To do »
What is needed is every line of the data that includes the word "shared". Please copy each one.

(Extracted records)
BEGIN

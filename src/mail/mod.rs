//! Message composition and delivery.
//!
//! Two transports deliver an [`OutboundMessage`]:
//!
//! | Transport | Selected when | Delivery |
//! |-----------|---------------|----------|
//! | [`ResendTransport`] | `RESEND_API_KEY` is set | multipart POST to the Resend API |
//! | [`SmtpTransport`] | `SMTP_USER` and `SMTP_PASSWORD` are set | TLS connection to the relay |
//!
//! The choice is made once by [`TransportKind::select`] and the result is
//! shared for the lifetime of the process.

pub mod html;
mod message;
mod resend;
mod smtp;

pub use message::{Attachment, OutboundMessage, OutboundMessageBuilder};
pub use resend::ResendTransport;
pub use smtp::{SmtpTransport, TlsMode};

use async_trait::async_trait;
use reqwest::StatusCode;

use std::sync::Arc;

use crate::config::{ConfigError, MailConfig, non_empty};

#[derive(Debug, thiserror::Error)]
pub enum MailError {
    #[error("invalid message: {0}")]
    Validation(String),

    #[error("invalid email address: {0}")]
    InvalidAddress(String),

    #[error("failed to build message: {0}")]
    Build(String),

    #[error("SMTP error: {0}")]
    Smtp(String),

    #[error("HTTP request failed: {0}")]
    Http(#[from] reqwest::Error),

    #[error("mail API returned {status}: {body}")]
    Api { status: StatusCode, body: String },
}

/// Delivers a composed message to all of its recipients in one attempt.
#[async_trait]
pub trait Transport: Send + Sync + 'static {
    /// Short name reported back to the operator.
    fn name(&self) -> &'static str;

    async fn send(&self, message: &OutboundMessage) -> Result<(), MailError>;
}

#[derive(Debug, Clone, Copy, PartialEq, Eq)]
pub enum TransportKind {
    Resend,
    Smtp,
}

impl TransportKind {
    /// Resend wins whenever its key is present, SMTP needs both user and password.
    pub fn select(config: &MailConfig) -> Result<Self, ConfigError> {
        if non_empty(config.resend.api_key.as_deref()).is_some() {
            return Ok(Self::Resend);
        }

        let user = non_empty(config.smtp.user.as_deref());
        let password = non_empty(config.smtp.password.as_deref());
        if user.is_some() && password.is_some() {
            return Ok(Self::Smtp);
        }

        Err(ConfigError::NoTransport)
    }
}

/// Picks and builds the transport for this configuration.
pub fn build_transport(config: &MailConfig) -> Result<Arc<dyn Transport>, ConfigError> {
    let transport: Arc<dyn Transport> = match TransportKind::select(config)? {
        TransportKind::Resend => Arc::new(ResendTransport::from_config(&config.resend)?),
        TransportKind::Smtp => Arc::new(SmtpTransport::from_config(&config.smtp)?),
    };

    tracing::info!("Using {} transport", transport.name());
    Ok(transport)
}
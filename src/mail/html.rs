//! Plain text to e-mail friendly HTML.

use askama::{Html, MarkupDisplay, Template};

use super::MailError;

const PARAGRAPH_OPEN: &str = "<p style=\"margin:0 0 12px 0;\">";
const EMPTY_PARAGRAPH: &str = "<p></p>";

/// Renders user text as paragraphs.
///
/// Blank lines separate paragraphs, single newlines become `<br>`. All text is
/// escaped. The result is never empty so the surrounding layout stays valid.
pub fn to_html_paragraphs(text: &str) -> String {
    let normalized = normalize_newlines(text);

    let html: String = normalized
        .split("\n\n")
        .map(str::trim)
        .filter(|p| !p.is_empty())
        .map(|p| MarkupDisplay::new_unsafe(p, Html).to_string())
        .map(|p| format!("{PARAGRAPH_OPEN}{}</p>", p.replace('\n', "<br>")))
        .collect();

    if html.is_empty() {
        EMPTY_PARAGRAPH.to_string()
    } else {
        html
    }
}

pub fn normalize_newlines(text: &str) -> String {
    text.replace("\r\n", "\n").replace('\r', "\n")
}

#[derive(Template)]
#[template(path = "message.html")]
struct MessageDocument<'a> {
    title: &'a str,
    preheader: &'a str,
    main_html: &'a str,
}

/// Wraps rendered content in the table based layout mail clients expect.
///
/// `title` and `preheader` are escaped, `main_html` is inserted verbatim.
pub fn render_document(title: &str, main_html: &str, preheader: &str) -> Result<String, MailError> {
    MessageDocument {
        title,
        preheader,
        main_html,
    }
    .render()
    .map_err(|e| MailError::Build(e.to_string()))
}
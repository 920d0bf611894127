use chrono::{DateTime, Utc};
use serde::{Deserialize, Serialize};
use utoipa::ToSchema;

use crate::models::{Group, Member};

#[derive(Debug, Clone, Serialize, Deserialize, ToSchema)]
pub struct GroupResponse {
    /// Group ID
    pub id: i64,
    /// Group name
    pub name: String,
    /// Creation time
    pub created_at: DateTime<Utc>,
}

#[derive(Debug, Clone, Serialize, Deserialize, ToSchema)]
pub struct CreateGroupRequest {
    /// Group name
    pub name: String,
}

#[derive(Debug, Clone, Serialize, Deserialize, ToSchema)]
pub struct MemberResponse {
    /// Member ID
    pub id: i64,
    /// Owning group ID
    pub group_id: i64,
    /// Member e-mail address
    pub email: String,
    /// Creation time
    pub created_at: DateTime<Utc>,
}

#[derive(Debug, Clone, Serialize, Deserialize, ToSchema)]
pub struct AddMemberRequest {
    /// E-mail address to add
    pub email: String,
}

#[derive(Debug, Clone, Serialize, Deserialize, ToSchema)]
pub struct RecipientsRequest {
    /// Names of the selected groups
    pub groups: Vec<String>,
}

#[derive(Debug, Clone, Serialize, Deserialize, ToSchema)]
pub struct RecipientsResponse {
    /// Sorted, deduplicated recipient addresses
    pub recipients: Vec<String>,
}

/// Multipart form accepted by the send endpoint. Documentation only, the
/// handler reads the parts itself.
#[derive(Debug, Clone, ToSchema)]
pub struct SendMessageForm {
    /// Message subject
    pub subject: String,
    /// Plain-text body, rendered to HTML when `html` is absent
    pub text: Option<String>,
    /// HTML body
    pub html: Option<String>,
    /// Selected group names, one part per group
    pub groups: Vec<String>,
    /// Files to attach, one part per file
    #[schema(value_type = Vec<String>)]
    pub attachments: Vec<Vec<u8>>,
}

#[derive(Debug, Clone, Serialize, Deserialize, ToSchema)]
pub struct SendMessageResponse {
    /// Number of recipients the message was sent to
    pub recipients: usize,
    /// Transport used for delivery
    pub transport: String,
    /// Human readable summary
    pub message: String,
}

impl From<Group> for GroupResponse {
    fn from(group: Group) -> Self {
        Self {
            id: group.id,
            name: group.name,
            created_at: group.created_at,
        }
    }
}

impl From<Member> for MemberResponse {
    fn from(member: Member) -> Self {
        Self {
            id: member.id,
            group_id: member.group_id,
            email: member.email,
            created_at: member.created_at,
        }
    }
}
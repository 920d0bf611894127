use axum::{
    Router,
    http::StatusCode,
    response::{IntoResponse, Response},
    routing::get,
};
use tower_http::trace::TraceLayer;
use utoipa::OpenApi;
use utoipa_swagger_ui::SwaggerUi;

use std::sync::Arc;

use mail_groups::{
    config,
    handlers::rest::{self, AppState},
    mail,
    repository::SupabaseStore,
    service::{GroupService, SendService},
};

#[tokio::main]
async fn main() {
    // Log setup
    tracing_subscriber::fmt::init();

    // Load config
    let cfg = config::load_config().unwrap_or_else(|e| {
        tracing::error!("Failed to load configuration: {e}");
        panic!("failed to load configuration: {e}");
    });
    tracing::info!("Successfully loaded mail groups config");

    // Store creation
    let store = SupabaseStore::new(&cfg.supabase).unwrap_or_else(|e| {
        tracing::error!("Failed to set up database client: {e}");
        panic!("failed to set up database client: {e}");
    });

    // Transport selection, once for the whole process
    let transport = mail::build_transport(&cfg.mail);
    if let Err(e) = &transport {
        tracing::warn!("Sending is disabled: {e}");
    }

    // Service creation
    let groups = GroupService::new(Arc::new(store));
    let sender = SendService::new(groups.clone(), transport, cfg.mail.sender());
    let state = AppState {
        groups: Arc::new(groups),
        sender: Arc::new(sender),
    };

    let router = Router::new()
        .route("/", get(root))
        .nest("/rest", rest::router(state, cfg.max_upload_bytes))
        .merge(SwaggerUi::new("/swagger-ui").url("/rest/api-doc/openapi.json", rest::ApiDoc::openapi()))
        .layer(TraceLayer::new_for_http());

    let listener = tokio::net::TcpListener::bind(format!("0.0.0.0:{}", cfg.port))
        .await
        .expect("Failed to bind to address");
    let addr = listener.local_addr().expect("listener has a local address");

    tracing::info!("Mail groups server starting, listening on {}", addr);

    axum::serve(listener, router)
        .await
        .expect("Failed to start server");
}

async fn root() -> Response {
    (StatusCode::OK, "Hello from mail groups!").into_response()
}
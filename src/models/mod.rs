use chrono::{DateTime, Utc};
use serde::{Deserialize, Serialize};

/// Row of the `email_groups` table.
#[derive(Debug, Clone, PartialEq, Eq, Serialize, Deserialize)]
pub struct Group {
    pub id: i64,
    pub name: String,
    pub created_at: DateTime<Utc>,
}

/// Row of the `group_members` table.
#[derive(Debug, Clone, PartialEq, Eq, Serialize, Deserialize)]
pub struct Member {
    pub id: i64,
    pub group_id: i64,
    pub email: String,
    pub created_at: DateTime<Utc>,
}
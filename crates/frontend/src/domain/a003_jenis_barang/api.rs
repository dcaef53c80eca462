use crate::shared::api_utils::api_url;
use contracts::domain::a001_kategori::aggregate::KategoriId;
use contracts::domain::a003_jenis_barang::aggregate::JenisBarangRef;
use gloo_net::http::Request;

/// Cascading lookup: the item types belonging to one category
pub async fn list_by_kategori(kategori_id: KategoriId) -> Result<Vec<JenisBarangRef>, String> {
    let url = api_url(&format!(
        "/api/jenis-barang?kategori_id={}",
        kategori_id.value()
    ));
    let response = Request::get(&url)
        .send()
        .await
        .map_err(|e| format!("Request failed: {}", e))?;

    if !response.ok() {
        return Err(format!("HTTP error: {}", response.status()));
    }

    response
        .json()
        .await
        .map_err(|e| format!("Failed to parse response: {}", e))
}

END

Result »
//! shared for the lifetime of the process.
use crate::shared::api_utils::api_url;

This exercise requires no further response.